Short goes on to explain that a more reflective view would observe that the popularity of, mainly core, commercial real assets over the last three years has been the product of financial market imbalances. What economists know is that occupier demand for real estate is, over the long term, a function of the real economy. Unless we can grow GDP, and emerge from what looks like stagnation, real estate will fall prey to different financial market imbalances.

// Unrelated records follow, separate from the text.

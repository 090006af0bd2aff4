//! Error types for reconciliation

use std::fmt;

use thiserror::Error;

use crate::client::ClientError;
use crate::effect::Effect;
use crate::rule::CollectionScope;
use crate::schema::SchemaError;

/// Errors that abort a reconciliation
#[derive(Debug, Error)]
pub enum ReconcileError {
    /// Observed state could not be fetched; nothing was written
    #[error("Failed to read {scope}: {source}")]
    RemoteRead {
        scope: CollectionScope,
        source: ClientError,
    },

    /// A write failed; earlier steps of the plan have already been applied
    #[error("Failed to write {scope} at step {step} ({operation}): {source}")]
    RemoteWrite {
        scope: CollectionScope,
        step: usize,
        operation: Effect,
        source: ClientError,
    },

    /// The API version has no known apply strategy
    #[error("Unsupported API version '{0}' (expected v2 or v3)")]
    StrategyUnsupported(String),

    /// Desired rules do not fit the collection schema
    #[error("Invalid rules for {scope}: {}", join_errors(errors))]
    InvalidRule {
        scope: CollectionScope,
        errors: Vec<RuleError>,
    },

    /// The collection cannot be owned by this parent type
    #[error("{} cannot be defined on a {}", scope.collection, scope.parent.parent_type)]
    CollectionNotAllowed { scope: CollectionScope },
}

/// Schema error for the rule at a desired position
#[derive(Debug, Clone, PartialEq)]
pub struct RuleError {
    pub position: usize,
    pub error: SchemaError,
}

impl fmt::Display for RuleError {
    fn fmt(&self, f: &mut fmt::Formatter<'_>) -> fmt::Result {
        write!(f, "rule #{}: {}", self.position, self.error)
    }
}

fn join_errors(errors: &[RuleError]) -> String {
    errors
        .iter()
        .map(|e| e.to_string())
        .collect::<Vec<_>>()
        .join("; ")
}
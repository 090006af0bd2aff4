//! Schema - Field schemas for each rule collection
//!
//! Every collection declares its fields, the field that carries the rule kind,
//! the fields that make up a rule's identity key, and the parents that may own
//! it. Validation rejects desired rules that do not fit; projection strips
//! observed fields the schema does not know about, so server-side extras never
//! show up as differences.

use std::collections::HashMap;
use std::fmt;
use std::sync::LazyLock;

use crate::rule::{Collection, ParentType, Rule, Value};

/// Field type
#[derive(Debug, Clone)]
pub enum AttributeType {
    String,
    Int,
    Bool,
    /// String restricted to a fixed set of values
    Enum(Vec<String>),
    /// List of strings or objects, passed through as-is
    List,
    /// Custom type (with validation function)
    Custom {
        name: String,
        base: Box<AttributeType>,
        validate: fn(&Value) -> Result<(), String>,
    },
}

impl AttributeType {
    fn enumeration(values: &[&str]) -> Self {
        AttributeType::Enum(values.iter().map(|v| v.to_string()).collect())
    }

    /// Check if a value conforms to this type
    pub fn validate(&self, value: &Value) -> Result<(), TypeError> {
        match (self, value) {
            (AttributeType::String, Value::String(_)) => Ok(()),
            (AttributeType::Int, Value::Int(_)) => Ok(()),
            (AttributeType::Bool, Value::Bool(_)) => Ok(()),
            (AttributeType::List, Value::List(_)) => Ok(()),

            (AttributeType::Enum(variants), Value::String(s)) => {
                if variants.iter().any(|v| v == s) {
                    Ok(())
                } else {
                    Err(TypeError::InvalidEnumVariant {
                        value: s.clone(),
                        expected: variants.clone(),
                    })
                }
            }

            (AttributeType::Custom { base, validate, .. }, v) => {
                base.validate(v)?;
                validate(v).map_err(|message| TypeError::ValidationFailed { message })
            }

            _ => Err(TypeError::TypeMismatch {
                expected: self.type_name(),
                got: value.type_name().to_string(),
            }),
        }
    }

    fn type_name(&self) -> String {
        match self {
            AttributeType::String => "String".to_string(),
            AttributeType::Int => "Int".to_string(),
            AttributeType::Bool => "Bool".to_string(),
            AttributeType::List => "List".to_string(),
            AttributeType::Enum(variants) => format!("Enum({})", variants.join(" | ")),
            AttributeType::Custom { name, .. } => name.clone(),
        }
    }
}

impl fmt::Display for AttributeType {
    fn fmt(&self, f: &mut fmt::Formatter<'_>) -> fmt::Result {
        write!(f, "{}", self.type_name())
    }
}

/// Type error for a single value
#[derive(Debug, Clone, PartialEq, thiserror::Error)]
pub enum TypeError {
    #[error("Type mismatch: expected {expected}, got {got}")]
    TypeMismatch { expected: String, got: String },

    #[error("Invalid enum variant '{value}', expected one of: {}", expected.join(", "))]
    InvalidEnumVariant {
        value: String,
        expected: Vec<String>,
    },

    #[error("Validation failed: {message}")]
    ValidationFailed { message: String },
}

/// Schema error for a rule
#[derive(Debug, Clone, PartialEq, thiserror::Error)]
pub enum SchemaError {
    #[error("Field '{name}': {inner}")]
    InvalidField { name: String, inner: TypeError },

    #[error("Required field '{name}' is missing")]
    MissingRequired { name: String },

    #[error("Unknown field '{name}'")]
    UnknownField { name: String },
}

/// Field schema
#[derive(Debug, Clone)]
pub struct AttributeSchema {
    pub name: String,
    pub attr_type: AttributeType,
    pub required: bool,
}

impl AttributeSchema {
    pub fn new(name: impl Into<String>, attr_type: AttributeType) -> Self {
        Self {
            name: name.into(),
            attr_type,
            required: false,
        }
    }

    pub fn required(mut self) -> Self {
        self.required = true;
        self
    }
}

/// Schema of one rule collection
#[derive(Debug, Clone)]
pub struct CollectionSchema {
    pub collection: Collection,
    /// Field holding the rule kind (e.g., "type" or "criterion")
    pub kind_field: &'static str,
    /// Fields in declaration order
    pub attributes: Vec<AttributeSchema>,
    /// Fields that form the identity key, in key order
    pub key_fields: Vec<&'static str>,
    pub parents: Vec<ParentType>,
}

impl CollectionSchema {
    pub fn new(collection: Collection, kind_field: &'static str) -> Self {
        Self {
            collection,
            kind_field,
            attributes: Vec::new(),
            key_fields: Vec::new(),
            parents: vec![ParentType::Backend, ParentType::Frontend],
        }
    }

    pub fn attribute(mut self, schema: AttributeSchema) -> Self {
        self.attributes.push(schema);
        self
    }

    pub fn attributes(mut self, schemas: impl IntoIterator<Item = AttributeSchema>) -> Self {
        self.attributes.extend(schemas);
        self
    }

    pub fn key_fields(mut self, fields: &[&'static str]) -> Self {
        self.key_fields = fields.to_vec();
        self
    }

    pub fn backend_only(mut self) -> Self {
        self.parents = vec![ParentType::Backend];
        self
    }

    pub fn get(&self, name: &str) -> Option<&AttributeSchema> {
        self.attributes.iter().find(|a| a.name == name)
    }

    pub fn allows_parent(&self, parent_type: ParentType) -> bool {
        self.parents.contains(&parent_type)
    }

    /// The rule's kind, read from the collection's kind field
    pub fn kind_of<'a>(&self, rule: &'a Rule) -> Option<&'a str> {
        rule.get_str(self.kind_field)
    }

    /// Validate a desired rule against this schema
    pub fn validate(&self, rule: &Rule) -> Result<(), Vec<SchemaError>> {
        let mut errors = Vec::new();

        for attribute in &self.attributes {
            if attribute.required && rule.get(&attribute.name).is_none() {
                errors.push(SchemaError::MissingRequired {
                    name: attribute.name.clone(),
                });
            }
        }

        for (name, value) in rule.fields() {
            match self.get(name) {
                Some(attribute) => {
                    if let Err(inner) = attribute.attr_type.validate(value) {
                        errors.push(SchemaError::InvalidField {
                            name: name.clone(),
                            inner,
                        });
                    }
                }
                None => errors.push(SchemaError::UnknownField { name: name.clone() }),
            }
        }

        if errors.is_empty() {
            Ok(())
        } else {
            Err(errors)
        }
    }

    /// Keep only the fields this schema declares
    pub fn project(&self, rule: &Rule) -> Rule {
        rule.fields()
            .iter()
            .filter(|(name, _)| self.get(name).is_some())
            .map(|(name, value)| (name.clone(), value.clone()))
            .collect()
    }
}

static SCHEMAS: LazyLock<HashMap<Collection, CollectionSchema>> = LazyLock::new(|| {
    all_schemas()
        .into_iter()
        .map(|schema| (schema.collection, schema))
        .collect()
});

/// Schema for a collection
pub fn schema_for(collection: Collection) -> &'static CollectionSchema {
    // Every Collection variant has an entry in all_schemas()
    &SCHEMAS[&collection]
}

/// Schemas for every supported collection
pub fn all_schemas() -> Vec<CollectionSchema> {
    vec![
        http_request_rules(),
        http_response_rules(),
        tcp_request_rules(),
        tcp_response_rules(),
        acls(),
        http_checks(),
        tcp_checks(),
    ]
}

/// Helper functions for common types
pub mod types {
    use super::*;

    /// HTTP status code (100-599)
    pub fn status_code() -> AttributeType {
        AttributeType::Custom {
            name: "StatusCode".to_string(),
            base: Box::new(AttributeType::Int),
            validate: |value| match value {
                Value::Int(n) if (100..=599).contains(n) => Ok(()),
                Value::Int(n) => Err(format!("HTTP status {} is out of range 100-599", n)),
                _ => Err("Expected integer".to_string()),
            },
        }
    }

    /// Redirect status code
    pub fn redirect_code() -> AttributeType {
        AttributeType::Custom {
            name: "RedirectCode".to_string(),
            base: Box::new(AttributeType::Int),
            validate: |value| match value {
                Value::Int(301 | 302 | 303 | 307 | 308) => Ok(()),
                Value::Int(n) => Err(format!(
                    "Redirect code {} is not one of 301, 302, 303, 307, 308",
                    n
                )),
                _ => Err("Expected integer".to_string()),
            },
        }
    }

    /// TCP port (1-65535)
    pub fn port() -> AttributeType {
        AttributeType::Custom {
            name: "Port".to_string(),
            base: Box::new(AttributeType::Int),
            validate: |value| match value {
                Value::Int(n) if (1..=65535).contains(n) => Ok(()),
                Value::Int(n) => Err(format!("Port {} is out of range 1-65535", n)),
                _ => Err("Expected integer".to_string()),
            },
        }
    }

    /// Non-negative integer
    pub fn non_negative_int() -> AttributeType {
        AttributeType::Custom {
            name: "NonNegativeInt".to_string(),
            base: Box::new(AttributeType::Int),
            validate: |value| match value {
                Value::Int(n) if *n >= 0 => Ok(()),
                Value::Int(_) => Err("Value must not be negative".to_string()),
                _ => Err("Expected integer".to_string()),
            },
        }
    }

    pub fn condition() -> AttributeType {
        AttributeType::enumeration(&["if", "unless"])
    }

    pub fn var_scope() -> AttributeType {
        AttributeType::enumeration(&["proc", "sess", "txn", "req", "res", "check"])
    }

    pub fn log_level() -> AttributeType {
        AttributeType::enumeration(&[
            "emerg", "alert", "crit", "err", "warning", "notice", "info", "debug", "silent",
        ])
    }
}
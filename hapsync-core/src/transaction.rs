//! Transaction - Trait for the remote configuration transaction
//!
//! The reconciler never opens or closes transactions; it only passes the id
//! through to the collection client. Callers wrap a run of reconciliations in
//! begin / commit, and roll back when any of them fails.

use std::fmt;

use async_trait::async_trait;
use thiserror::Error;

/// Opaque transaction handle issued by the remote API
#[derive(Debug, Clone, PartialEq, Eq, Hash)]
pub struct TransactionId(String);

impl TransactionId {
    pub fn new(id: impl Into<String>) -> Self {
        Self(id.into())
    }

    pub fn as_str(&self) -> &str {
        &self.0
    }
}

impl fmt::Display for TransactionId {
    fn fmt(&self, f: &mut fmt::Formatter<'_>) -> fmt::Result {
        f.write_str(&self.0)
    }
}

/// Errors that can occur while managing a transaction
#[derive(Debug, Error)]
pub enum TransactionError {
    #[error("Failed to begin transaction: {0}")]
    Begin(String),

    #[error("Failed to commit transaction {id}: {message}")]
    Commit { id: TransactionId, message: String },

    #[error("Failed to roll back transaction {id}: {message}")]
    Rollback { id: TransactionId, message: String },
}

pub type TransactionResult<T> = Result<T, TransactionError>;

/// Begin / commit / rollback over the remote configuration
#[async_trait]
pub trait Transactions: Send + Sync {
    /// Open a transaction against the current configuration version
    async fn begin(&self) -> TransactionResult<TransactionId>;

    /// Commit a transaction, making its changes live
    async fn commit(&self, id: &TransactionId) -> TransactionResult<()>;

    /// Discard a transaction
    async fn rollback(&self, id: &TransactionId) -> TransactionResult<()>;
}

#[cfg(test)]
mod tests {
    use super::*;

    #[test]
    fn transaction_error_display() {
        let error = TransactionError::Commit {
            id: TransactionId::new("273e3385"),
            message: "version mismatch".to_string(),
        };
        assert_eq!(
            error.to_string(),
            "Failed to commit transaction 273e3385: version mismatch"
        );
    }
}
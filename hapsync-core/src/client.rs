//! Client - Trait abstracting a remote ordered rule collection
//!
//! A client talks to one remote API (e.g., the HAProxy Data Plane API) and
//! exposes the four collection operations the reconciler needs. Every call
//! is scoped by `(parent_type, parent_name, collection)` and carries the
//! caller's transaction, if any.

use std::future::Future;
use std::pin::Pin;

use crate::rule::{CollectionScope, ObservedRule, Rule};

/// Error type for client operations
#[derive(Debug)]
pub struct ClientError {
    pub message: String,
    /// HTTP status, when the remote API answered
    pub status: Option<u16>,
    pub scope: Option<CollectionScope>,
    pub cause: Option<Box<dyn std::error::Error + Send + Sync>>,
}

impl std::fmt::Display for ClientError {
    fn fmt(&self, f: &mut std::fmt::Formatter<'_>) -> std::fmt::Result {
        if let Some(ref scope) = self.scope {
            write!(f, "[{}] ", scope)?;
        }
        write!(f, "{}", self.message)?;
        if let Some(status) = self.status {
            write!(f, " (HTTP {})", status)?;
        }
        Ok(())
    }
}

impl std::error::Error for ClientError {
    fn source(&self) -> Option<&(dyn std::error::Error + 'static)> {
        self.cause
            .as_ref()
            .map(|e| e.as_ref() as &dyn std::error::Error)
    }
}

impl ClientError {
    pub fn new(message: impl Into<String>) -> Self {
        Self {
            message: message.into(),
            status: None,
            scope: None,
            cause: None,
        }
    }

    pub fn for_scope(mut self, scope: &CollectionScope) -> Self {
        self.scope = Some(scope.clone());
        self
    }

    pub fn with_status(mut self, status: u16) -> Self {
        self.status = Some(status);
        self
    }

    pub fn with_cause(mut self, cause: impl std::error::Error + Send + Sync + 'static) -> Self {
        self.cause = Some(Box::new(cause));
        self
    }
}

pub type ClientResult<T> = Result<T, ClientError>;

/// Return type for async operations
pub type BoxFuture<'a, T> = Pin<Box<dyn Future<Output = T> + Send + 'a>>;

/// Remote ordered rule collection
pub trait RuleCollectionClient: Send + Sync {
    /// Current remote state, each rule tagged with its remote index
    fn list<'a>(
        &'a self,
        scope: &'a CollectionScope,
    ) -> BoxFuture<'a, ClientResult<Vec<ObservedRule>>>;

    /// Insert one rule at a remote index
    fn create_one<'a>(
        &'a self,
        scope: &'a CollectionScope,
        index: usize,
        rule: &'a Rule,
    ) -> BoxFuture<'a, ClientResult<()>>;

    /// Delete the rule at a remote index
    fn delete_one<'a>(
        &'a self,
        scope: &'a CollectionScope,
        index: usize,
    ) -> BoxFuture<'a, ClientResult<()>>;

    /// Atomically replace the whole collection
    fn replace_all<'a>(
        &'a self,
        scope: &'a CollectionScope,
        rules: &'a [Rule],
    ) -> BoxFuture<'a, ClientResult<()>>;
}

/// Client implementation for Box<dyn RuleCollectionClient>
/// This enables dynamic dispatch for clients
impl RuleCollectionClient for Box<dyn RuleCollectionClient> {
    fn list<'a>(
        &'a self,
        scope: &'a CollectionScope,
    ) -> BoxFuture<'a, ClientResult<Vec<ObservedRule>>> {
        (**self).list(scope)
    }

    fn create_one<'a>(
        &'a self,
        scope: &'a CollectionScope,
        index: usize,
        rule: &'a Rule,
    ) -> BoxFuture<'a, ClientResult<()>> {
        (**self).create_one(scope, index, rule)
    }

    fn delete_one<'a>(
        &'a self,
        scope: &'a CollectionScope,
        index: usize,
    ) -> BoxFuture<'a, ClientResult<()>> {
        (**self).delete_one(scope, index)
    }

    fn replace_all<'a>(
        &'a self,
        scope: &'a CollectionScope,
        rules: &'a [Rule],
    ) -> BoxFuture<'a, ClientResult<()>> {
        (**self).replace_all(scope, rules)
    }
}
async fn handle_channel(action: ChannelAction, cfg: &Settings) -> anyhow::Result<()> {
    let mut store = logged_in(cfg).await?;
    match action {
        ChannelAction::Join { id, privkey } => {
            let info = ChannelInfo {
                is_private: privkey.is_some(),
                privkey: privkey.unwrap_or_default(),
                ..ChannelInfo::public(id)
            };
            // the local join stands even if the remote mirror fails
            let joined = store.join_channel(info).await;
            store.save_session().await?;
            if !joined? {
                println!("already joined");
            }
        }
        ChannelAction::Leave { id } => {
            let left = store.leave_channel(&id).await;
            store.save_session().await?;
            left?;
        }
        ChannelAction::Read { id, limit } => {
            let channel = store.sync_channel(&id).await?;
            if !channel.name().is_empty() {
                println!("# {}", channel.name());
            }
            for m in channel.messages().iter().take(limit).rev() {
                println!("{}  {}  {}", timestamp(m.created_at), display_name(&m.pubkey), m.content);
            }
        }
        ChannelAction::Post { id, text } => {
            let ev = store.post_to_channel(&id, &text).await?;
            println!("{}", ev.id);
        }
        ChannelAction::Create {
            name,
            about,
            picture,
            private,
        } => {
            let info = store
                .create_channel(ChannelMeta { name, picture, about }, private)
                .await?;
            println!("{}", info.id);
        }
    }
    store.save_session().await?;
    Ok(())
}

Short claims it is just beginning to look as if we have learned to do this in the UK. 'Bank involvement has been key - but most of the eurozone lags. If we are to avoid the type of moribund economy that afflicted Japan from 1991 to 2013, revitalised Eurozone bank lending to commerce and industry is vital.'

There is every reason to fear, and fight back against, the threat of European economic stagnation, Short continues. 'To achieve economic growth, the diversion of bank lending away from safe real estate assets into the productive economy is vital. It is now being achieved in the US and beginning to be achieved in UK but the eurozone banks are lagging.'

Banks’ unwillingness to take the hit from acknowledging the true value of their loan books, a dragging on of ‘extend and pretend’, is clearly a target for the AQR. It is reasonable to suppose that it is just such an outcome, an American as opposed to a Japanese future, which Mario Draghi at the ECB is seeking. It will hurt short term but the benefits for the real economy and for the long term real future of real estate will be significant, Short concluded.